Island Songlines
Picturesque snow quieted the Island a week ago, a reminder of how long, dark and lonely the wintertime can be here. Some say it’s a reason young people leave the Vineyard.
Then came Saturday with another musical potluck at the Chilmark Community Center. Not for the first time this winter, a few young men with a talent for music organized the night, showing they also have a talent for conjuring community warmth.
As trendy teenagers lingered at the door and schoolkids made snowmen outside, a man claiming to be an octogenarian dodged a toddler while offering his hand in marriage to a woman who might have been his daughter. Pies, pastas, soups, stews and other dishes weighed down tables which had suffered an excess of chips and pretzels in the first of these events in November. And all the while, a dazzling array of musicians played, hour after hour — from five o’clock on. There were rap songs, sea chanties, flute duets, folk standards, even a tribute to New England Patriots fans and disillusioned patriots.

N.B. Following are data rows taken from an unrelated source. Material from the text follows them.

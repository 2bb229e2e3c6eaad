//! API error type and [`axum::response::IntoResponse`] implementation.

use axum::{
  Json,
  http::StatusCode,
  response::{IntoResponse, Response},
};
use serde_json::json;
use thiserror::Error;

/// An error returned by an API handler.
#[derive(Debug, Error)]
pub enum ApiError {
  #[error("not found: {0}")]
  NotFound(String),

  #[error("bad request: {0}")]
  BadRequest(String),

  #[error("unauthorized: {0}")]
  Unauthorized(String),

  #[error("forbidden: {0}")]
  Forbidden(String),

  #[error("store error: {0}")]
  Store(#[source] Box<dyn std::error::Error + Send + Sync>),
}

impl From<hostlink_core::Error> for ApiError {
  fn from(e: hostlink_core::Error) -> Self {
    use hostlink_core::Error as E;
    match e {
      e if e.is_not_found() => ApiError::NotFound(e.to_string()),
      e @ E::Forbidden { .. } => ApiError::Forbidden(e.to_string()),
      E::InvalidInput(m) => ApiError::BadRequest(m),
      E::Store(inner) => ApiError::Store(inner),
      other => ApiError::Store(Box::new(other)),
    }
  }
}

impl IntoResponse for ApiError {
  fn into_response(self) -> Response {
    let (status, message) = match &self {
      ApiError::NotFound(m) => (StatusCode::NOT_FOUND, m.clone()),
      ApiError::BadRequest(m) => (StatusCode::BAD_REQUEST, m.clone()),
      ApiError::Unauthorized(m) => (StatusCode::UNAUTHORIZED, m.clone()),
      ApiError::Forbidden(m) => (StatusCode::FORBIDDEN, m.clone()),
      ApiError::Store(e) => {
        tracing::error!(error = %e, "store failure while handling request");
        (StatusCode::INTERNAL_SERVER_ERROR, e.to_string())
      }
    };
    (status, Json(json!({ "error": message }))).into_response()
  }
}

In his classic book The Songlines, Bruce Chatwin spoke of indigenous Australians singing their world into existence. The songs, he wrote, describe interlocking ways through.
So have the organizers of this event left a trail of song reaching through time and across barriers. As Maynard Silva said, there were no strangers there that night.
Thanks to these can-do young people who did not leave this winter, but stayed to renew the Vineyard’s songlines.